Here, petitioner has failed to present circumstances supporting waiver. First, petitioner's unwavering conclusion that exhaustion was impossible because of his inability to procure the BOP forms, either himself or via his family, is unpersuasive. In his pleading, petitioner indicates that he has successfully filed all of the BOP forms required to exhaust his remedies, which is inconsistent with, and contrary to, the argument advanced in his Traverse. Further, petitioner fails to provide any type of evidence regarding the unsuccessful attempts he and his family made to procure said forms. See Zenquis v. Pullen, No. 3:22-CV-1151, 2023 WL 2931585, at *4-*5 (D. Conn. Apr. 13, 2023) (emphasizing that "denial of grievance forms does not, in itself, make administrative remedies unavailable," yet finding petitioner sufficiently demonstrated, via documentation memorializing repeated requests to staff, that their actions delaying the provision of administrative grievance forms was sufficient to establish cause and prejudice to waive exhaustion). Moreover, even if petitioner did not properly initiate the appeal process, he did successfully engage with the administrative review program multiple times as evidenced by the Administrative Remedy Generalized Retrieval report. Consequently, petitioner either lied and was previously able to receive BOP forms or proper BOP forms were not a prerequisite for having his claims pass through the administrative review process.

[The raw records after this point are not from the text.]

//! Camera payload to RGB24

use crate::capture::frame::PixelFormat;
use crate::{Error, Result};

pub fn decode_frame(
    data: &[u8],
    format: PixelFormat,
    width: u32,
    height: u32,
) -> Result<Vec<u8>> {
    let pixels = width as usize * height as usize;
    match format {
        PixelFormat::Mjpeg => expect_rgb(decode_jpeg(data)?, width, height),
        PixelFormat::Rgb24 => {
            // Already in RGB format
            check_len(data, pixels * 3, format)?;
            Ok(data[..pixels * 3].to_vec())
        }
        PixelFormat::Bgr24 => {
            check_len(data, pixels * 3, format)?;
            Ok(data[..pixels * 3]
                .chunks_exact(3)
                .flat_map(|bgr| [bgr[2], bgr[1], bgr[0]])
                .collect())
        }
        PixelFormat::Yuyv4 => {
            if width % 2 != 0 {
                return Err(Error::Decode(format!("YUYV width {width} is odd")));
            }
            check_len(data, pixels * 2, format)?;
            Ok(yuyv_to_rgb(&data[..pixels * 2]))
        }
        PixelFormat::Nv12 => {
            let (width, height) = (width as usize, height as usize);
            check_len(data, pixels + nv12_chroma_len(width, height), format)?;
            Ok(nv12_to_rgb(data, width, height))
        }
    }
}

#[cfg(feature = "fast-jpeg")]
fn decode_jpeg(data: &[u8]) -> Result<Vec<u8>> {
    let mut decoder = zune_jpeg::JpegDecoder::new(data);
    decoder.decode().map_err(|e| Error::Decode(e.to_string()))
}

#[cfg(not(feature = "fast-jpeg"))]
fn decode_jpeg(data: &[u8]) -> Result<Vec<u8>> {
    let mut decoder = jpeg_decoder::Decoder::new(data);
    decoder.decode().map_err(|e| Error::Decode(e.to_string()))
}

/// The JPEG must match the negotiated size. Greyscale output is widened to RGB.
fn expect_rgb(decoded: Vec<u8>, width: u32, height: u32) -> Result<Vec<u8>> {
    let pixels = width as usize * height as usize;
    if decoded.len() == pixels * 3 {
        Ok(decoded)
    } else if decoded.len() == pixels {
        Ok(decoded.iter().flat_map(|&l| [l, l, l]).collect())
    } else {
        Err(Error::Decode(format!(
            "JPEG decoded to {} bytes, expected {}x{} RGB",
            decoded.len(),
            width,
            height
        )))
    }
}

fn check_len(data: &[u8], expected: usize, format: PixelFormat) -> Result<()> {
    if data.len() < expected {
        return Err(Error::Decode(format!(
            "{:?} payload is {} bytes, expected {}",
            format,
            data.len(),
            expected
        )));
    }
    Ok(())
}

/// BT.601 limited range
fn yuv_to_rgb(y: u8, u: u8, v: u8) -> [u8; 3] {
    let c = y as i32 - 16;
    let d = u as i32 - 128;
    let e = v as i32 - 128;
    let clamp = |x: i32| ((x + 128) >> 8).clamp(0, 255) as u8;
    [
        clamp(298 * c + 409 * e),
        clamp(298 * c - 100 * d - 208 * e),
        clamp(298 * c + 516 * d),
    ]
}

fn yuyv_to_rgb(data: &[u8]) -> Vec<u8> {
    let mut rgb = Vec::with_capacity(data.len() / 2 * 3);
    for macro_px in data.chunks_exact(4) {
        let (y0, u, y1, v) = (macro_px[0], macro_px[1], macro_px[2], macro_px[3]);
        rgb.extend_from_slice(&yuv_to_rgb(y0, u, v));
        rgb.extend_from_slice(&yuv_to_rgb(y1, u, v));
    }
    rgb
}

/// Interleaved UV rows of `ceil(w/2)` pairs, `ceil(h/2)` rows
fn nv12_chroma_len(width: usize, height: usize) -> usize {
    width.div_ceil(2) * 2 * height.div_ceil(2)
}

fn nv12_to_rgb(data: &[u8], width: usize, height: usize) -> Vec<u8> {
    let (luma, chroma) = data.split_at(width * height);
    let chroma_stride = width.div_ceil(2) * 2;
    let mut rgb = Vec::with_capacity(width * height * 3);
    for row in 0..height {
        for col in 0..width {
            let y = luma[row * width + col];
            let uv = (row / 2) * chroma_stride + (col / 2) * 2;
            rgb.extend_from_slice(&yuv_to_rgb(y, chroma[uv], chroma[uv + 1]));
        }
    }
    rgb
}

#[cfg(test)]
mod tests {
    use super::*;

    #[test]
    fn yuyv_white_and_black() {
        // two pixels: white (Y=235) and black (Y=16), neutral chroma
        let rgb = decode_frame(&[235, 128, 16, 128], PixelFormat::Yuyv4, 2, 1).unwrap();
        assert_eq!(rgb, vec![255, 255, 255, 0, 0, 0]);
    }

    #[test]
    fn bgr_is_swapped() {
        let rgb = decode_frame(&[1, 2, 3], PixelFormat::Bgr24, 1, 1).unwrap();
        assert_eq!(rgb, vec![3, 2, 1]);
    }

    #[test]
    fn short_payload_is_a_decode_error() {
        let err = decode_frame(&[0; 5], PixelFormat::Rgb24, 2, 1).unwrap_err();
        assert!(matches!(err, Error::Decode(_)));
    }

    #[test]
    fn nv12_odd_width_is_decoded() {
        // 3x2 luma, one chroma row of two UV pairs
        let mut data = vec![235; 6];
        data.extend_from_slice(&[128; 4]);
        let rgb = decode_frame(&data, PixelFormat::Nv12, 3, 2).unwrap();
        assert_eq!(rgb, vec![255; 18]);
    }

    #[test]
    fn nv12_short_chroma_plane_is_a_decode_error() {
        let err = decode_frame(&[128; 9], PixelFormat::Nv12, 3, 2).unwrap_err();
        assert!(matches!(err, Error::Decode(_)));
    }

    #[test]
    fn greyscale_jpeg_output_is_widened() {
        let rgb = expect_rgb(vec![7, 9], 2, 1).unwrap();
        assert_eq!(rgb, vec![7, 7, 7, 9, 9, 9]);
    }

    #[test]
    fn jpeg_of_wrong_size_is_rejected() {
        // 2x2 RGB where 4x4 was negotiated
        let err = expect_rgb(vec![0; 12], 4, 4).unwrap_err();
        assert!(matches!(err, Error::Decode(_)));
    }

    #[test]
    fn garbage_jpeg_is_rejected() {
        assert!(decode_frame(&[0xde, 0xad], PixelFormat::Mjpeg, 1, 1).is_err());
    }
}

Second, petitioner cannot claim that he was ignored or unaware of how the grievance process worked. This is illustrated by the two Regional challenges petitioner filed regarding his "DHO Appeal." Dkt. No. 12-12 at 4. Petitioner was informed that his first submission was rejected on a procedural ground; however, he timely remedied the deficiency, as evidenced by the resubmission to the Regional office, which was "substantially denied in full", presumably on the merits. Dkt. No. 12-12 at 4; see also Cooley, No. 1:14-CV-3119, 2015 WL 393864, at *2 (defining the rejection reason code "DNY"). Even though petitioner was not successful, he was able to properly file and have his challenge evaluated through part of the administrative process. Therefore, this demonstrates that petitioner was able to engage in the Administrative Remedy Program; he just appears to have chosen to do so in a manner that did not comply with the BOP's established procedure.

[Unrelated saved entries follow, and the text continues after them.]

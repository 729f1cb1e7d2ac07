//! Selectable jewelry items

use std::fmt;
use std::sync::Arc;

use image::RgbaImage;
use once_cell::sync::{Lazy, OnceCell};
use tracing::{info, warn};

use crate::detect::landmarks::index;

/// Straight RGBA color
#[derive(Debug, Clone, Copy, PartialEq, Eq)]
pub struct Color(pub [u8; 4]);

impl Color {
    pub const WHITE: Color = Color([255, 255, 255, 255]);

    /// Parse `#RRGGBB`
    pub fn from_hex(hex: &str) -> Option<Self> {
        let hex = hex.strip_prefix('#')?;
        if hex.len() != 6 {
            return None;
        }
        let channel = |i: usize| u8::from_str_radix(hex.get(i..i + 2)?, 16).ok();
        Some(Color([channel(0)?, channel(2)?, channel(4)?, 255]))
    }
}

/// Picture of a piece of jewelry, decoded on first use
#[derive(Clone)]
pub struct Sprite {
    path: &'static str,
    image: OnceCell<Option<Arc<RgbaImage>>>,
}

impl Sprite {
    /// Image file under the working directory, e.g. `assets/band.png`
    pub const fn asset(path: &'static str) -> Self {
        Self {
            path,
            image: OnceCell::new(),
        }
    }

    /// Already decoded picture
    pub fn from_image(name: &'static str, image: RgbaImage) -> Self {
        Self {
            path: name,
            image: OnceCell::with_value(Some(Arc::new(image))),
        }
    }

    pub fn path(&self) -> &'static str {
        self.path
    }

    /// The decoded picture. A file that fails to load is reported once and
    /// stays `None`.
    pub fn image(&self) -> Option<Arc<RgbaImage>> {
        self.image
            .get_or_init(|| match image::open(self.path) {
                Ok(decoded) => {
                    let decoded = decoded.to_rgba8();
                    info!("Loaded {} ({}x{})", self.path, decoded.width(), decoded.height());
                    Some(Arc::new(decoded))
                }
                Err(e) => {
                    warn!("Cannot load jewelry image {}: {}", self.path, e);
                    None
                }
            })
            .clone()
    }
}

impl fmt::Debug for Sprite {
    fn fmt(&self, f: &mut fmt::Formatter<'_>) -> fmt::Result {
        f.debug_tuple("Sprite").field(&self.path).finish()
    }
}

impl PartialEq for Sprite {
    fn eq(&self, other: &Self) -> bool {
        self.path == other.path
    }
}

/// How an item is drawn over the anchor
#[derive(Debug, Clone, PartialEq)]
pub enum Visual {
    /// Band ellipse and gem in the item color
    Ring,
    /// Picture `2 * size` pixels square; drawn as a ring if it cannot load
    Image(Sprite),
}

#[derive(Debug, Clone, PartialEq)]
pub struct JewelryItem {
    pub id: &'static str,
    pub name: &'static str,
    /// Band color, also the swatch shown for image items
    pub color: Color,
    pub visual: Visual,
    /// Overlay half-width in pixels at scale 1.0
    pub base_size: f32,
    /// Landmark the overlay is centered on
    pub anchor: usize,
}

pub struct Catalog {
    items: Vec<Arc<JewelryItem>>,
}

static CATALOG: Lazy<Catalog> = Lazy::new(|| Catalog {
    items: vec![
        Arc::new(JewelryItem {
            id: "gold",
            name: "Gold Ring",
            color: Color([0xFF, 0xD7, 0x00, 0xFF]),
            visual: Visual::Ring,
            base_size: 30.0,
            anchor: index::RING_FINGER_PIP,
        }),
        Arc::new(JewelryItem {
            id: "silver",
            name: "Silver Ring",
            color: Color([0xC0, 0xC0, 0xC0, 0xFF]),
            visual: Visual::Ring,
            base_size: 25.0,
            anchor: index::RING_FINGER_PIP,
        }),
        Arc::new(JewelryItem {
            id: "rose",
            name: "Rose Gold Ring",
            color: Color([0xB7, 0x6E, 0x79, 0xFF]),
            visual: Visual::Ring,
            base_size: 35.0,
            anchor: index::RING_FINGER_PIP,
        }),
        Arc::new(JewelryItem {
            id: "band",
            name: "Silver Band",
            color: Color([0xC0, 0xC0, 0xC0, 0xFF]),
            visual: Visual::Image(Sprite::asset("assets/silver_band.png")),
            base_size: 25.0,
            anchor: index::RING_FINGER_PIP,
        }),
    ],
});

impl Catalog {
    pub fn global() -> &'static Catalog {
        &CATALOG
    }

    pub fn items(&self) -> &[Arc<JewelryItem>] {
        &self.items
    }

    pub fn get(&self, id: &str) -> Option<Arc<JewelryItem>> {
        self.items.iter().find(|item| item.id == id).cloned()
    }

    /// Item after `current`, wrapping; the first item when nothing is selected
    pub fn next_after(&self, current: Option<&JewelryItem>) -> Option<Arc<JewelryItem>> {
        let pos = current.and_then(|cur| self.items.iter().position(|i| i.id == cur.id));
        let next = pos.map_or(0, |p| (p + 1) % self.items.len());
        self.items.get(next).cloned()
    }
}
//! The per-frame scheduling loop.
//!
//! Each tick shows the newest camera frame with the most recent *completed*
//! landmarks, which may be a few frames old. Detection runs beside the loop
//! with at most one pass in flight; frames that arrive meanwhile are shown
//! with stale landmarks and never queued for detection.

use std::sync::atomic::{AtomicBool, Ordering};
use std::sync::Arc;

use tracing::{debug, info, instrument, trace, warn};

use crate::capture::{FrameFeed, VideoFrame};
use crate::detect::adapter::{DetectionOutcome, DetectorAdapter, HandLandmarker};
use crate::detect::landmarks::{Detections, LandmarkSet};
use crate::pipeline::clock::FrameClock;
use crate::pipeline::stats::{PumpStats, StatsSnapshot};
use crate::render::compositor::OverlayRenderer;
use crate::render::overlay::OverlayControls;
use crate::render::surface::Surface;

#[derive(Debug, Clone, Copy, PartialEq, Eq)]
pub enum TickOutcome {
    /// Running flag was cleared; nothing more will be scheduled
    Stopped,
    /// Camera has not produced a frame yet
    NoFrame,
    Rendered { overlays: usize },
    /// Drawing failed this tick
    Skipped,
}

pub struct FramePump<D, S> {
    feed: FrameFeed,
    detector: DetectorAdapter<D>,
    renderer: OverlayRenderer,
    surface: S,
    overlay: OverlayControls,
    running: Arc<AtomicBool>,
    stats: Arc<PumpStats>,
    current: Option<VideoFrame>,
    cache: Option<Detections>,
    last_issued: Option<u64>,
}

impl<D: HandLandmarker, S: Surface> FramePump<D, S> {
    pub fn new(
        feed: FrameFeed,
        detector: DetectorAdapter<D>,
        renderer: OverlayRenderer,
        surface: S,
        overlay: OverlayControls,
        running: Arc<AtomicBool>,
    ) -> Self {
        Self {
            feed,
            detector,
            renderer,
            surface,
            overlay,
            running,
            stats: Arc::default(),
            current: None,
            cache: None,
            last_issued: None,
        }
    }

    pub fn stats(&self) -> Arc<PumpStats> {
        self.stats.clone()
    }

    /// Hands the next tick will draw with, if any are cached
    pub fn cached(&self) -> Option<&Detections> {
        self.cache.as_ref()
    }

    pub fn tick(&mut self) -> TickOutcome {
        if !self.running.load(Ordering::Acquire) {
            return TickOutcome::Stopped;
        }
        self.stats.tick();
        self.absorb_detections();

        let (newest, skipped) = self.feed.latest();
        self.stats.dropped(skipped);
        if let Some(frame) = newest {
            self.current = Some(frame);
        }
        let Some(frame) = self.current.clone() else {
            return TickOutcome::NoFrame;
        };

        if !self.detector.is_in_flight()
            && self.last_issued != Some(frame.sequence())
            && self.detector.try_issue(&frame)
        {
            self.last_issued = Some(frame.sequence());
            self.stats.detection_issued();
        }

        if self
            .cache
            .as_ref()
            .is_some_and(|cached| cached.frame_size != frame.size())
        {
            debug!("Frame size changed, dropping cached landmarks");
            self.cache = None;
        }
        let hands: &[LandmarkSet] = self.cache.as_ref().map_or(&[], |c| &c.hands);

        let state = self.overlay.snapshot();
        let rendered = self
            .renderer
            .render(&mut self.surface, &frame, hands, &state)
            .and_then(|overlays| self.surface.present().map(|()| overlays));

        match rendered {
            Ok(overlays) => {
                self.stats.rendered(overlays);
                TickOutcome::Rendered { overlays }
            }
            Err(e) => {
                debug!("Skipping frame {}: {}", frame.sequence(), e);
                self.stats.render_error();
                TickOutcome::Skipped
            }
        }
    }

    fn absorb_detections(&mut self) {
        while let Some(outcome) = self.detector.poll() {
            match outcome {
                DetectionOutcome::Completed(detections) => {
                    trace!(
                        "Frame {}: {} hand(s)",
                        detections.frame_sequence,
                        detections.hands.len()
                    );
                    self.stats.detection_completed();
                    self.cache = Some(detections);
                }
                DetectionOutcome::Failed(e) => {
                    debug!("Keeping stale landmarks: {}", e);
                    self.stats.detection_failed();
                }
                DetectionOutcome::Unavailable(e) => {
                    warn!("{}; showing video without overlay", e);
                }
            }
        }
    }

    /// Tick on every clock beat until stopped or the clock ends.
    #[instrument(skip_all)]
    pub async fn run<C: FrameClock>(mut self, mut clock: C) -> StatsSnapshot {
        info!("Frame pump started");
        while self.running.load(Ordering::Acquire) {
            if clock.next_frame().await.is_none() {
                debug!("Frame clock closed");
                break;
            }
            if self.tick() == TickOutcome::Stopped {
                break;
            }
        }

        let stats = self.stats.snapshot();
        info!(
            "Frame pump stopped after {} frames, {} detections",
            stats.frames_rendered, stats.detections_completed
        );
        stats
    }
}
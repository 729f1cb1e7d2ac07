pub mod clock;
pub mod pump;
pub mod stats;

pub use clock::{FrameClock, IntervalClock, ManualClock, ManualTicker};
pub use pump::{FramePump, TickOutcome};
pub use stats::{PumpStats, StatsSnapshot};
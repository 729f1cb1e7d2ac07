use thiserror::Error;

pub type Result<T, E = Error> = std::result::Result<T, E>;

#[derive(Debug, Error)]
pub enum Error {
    /// Permission denied or no capture device. Surfaced to `start()`.
    #[error("camera unavailable: {0}")]
    CameraUnavailable(String),

    /// The landmark model failed to load; video keeps running without overlay.
    #[error("hand landmarker unavailable: {0}")]
    DetectorUnavailable(String),

    /// A single detection pass failed.
    #[error("detection failed: {0}")]
    DetectionFailed(String),

    #[error("render surface error: {0}")]
    RenderSurface(String),

    #[error("frame decode failed: {0}")]
    Decode(String),

    #[error("invalid configuration: {0}")]
    InvalidConfig(String),

    #[error(transparent)]
    Config(#[from] ::config::ConfigError),
}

Finally, to the extent petitioner felt that his history of rejections or denials would inevitably lead to an unfavorable decision with respect to his time credit claim, such assertions are insufficient to waive the exhaustion requirement. See Rosenthal v. Killian, 667 F.Supp.2d 364, 367 (S.D.N.Y. 2009) ("[E]ven if it is likely that [petitioner's] administrative appeals would have been denied, such a showing would not prove futility."); accord Atkinson v. Linaweaver, No. 1:13-CV-2790, 2013 WL 5477576, at *2 (S.D.N.Y. Oct. 2, 2013) (holding that where "[p]etitioner provides no basis for his futility argument beyond the fact that his prior administrative requests were denied," such arguments are "insufficient as a matter of law to establish futility.") (citing cases).
Therefore, petitioner has failed to establish cause to excuse his failure to exhaust his administrative remedies. Accordingly, the Court need not decide whether he suffered prejudice. See Stepney v. Lopez, 760 F.2d 40, 45 (2d Cir. 1985).
2. Providing Nunc Pro Tunc Designation
Even assuming petitioner's claims are not unexhausted, they would still be denied as meritless. Petitioner contends that the BOP erred when it denied his motion for nunc pro tunc designation and refused to apply an additional 2,228 days of credit, from his incarceration at the Michigan DOCS facility, to his active federal criminal sentence. Pet. at 56; Dkt. No. 1-1 at 1,4, 6-7. Further, in petitioner's reply, he argues that the BOP's decision denying his motion was without the proper consideration and, as a result, treated him unfairly. Dkt. No. 16 at 5-6.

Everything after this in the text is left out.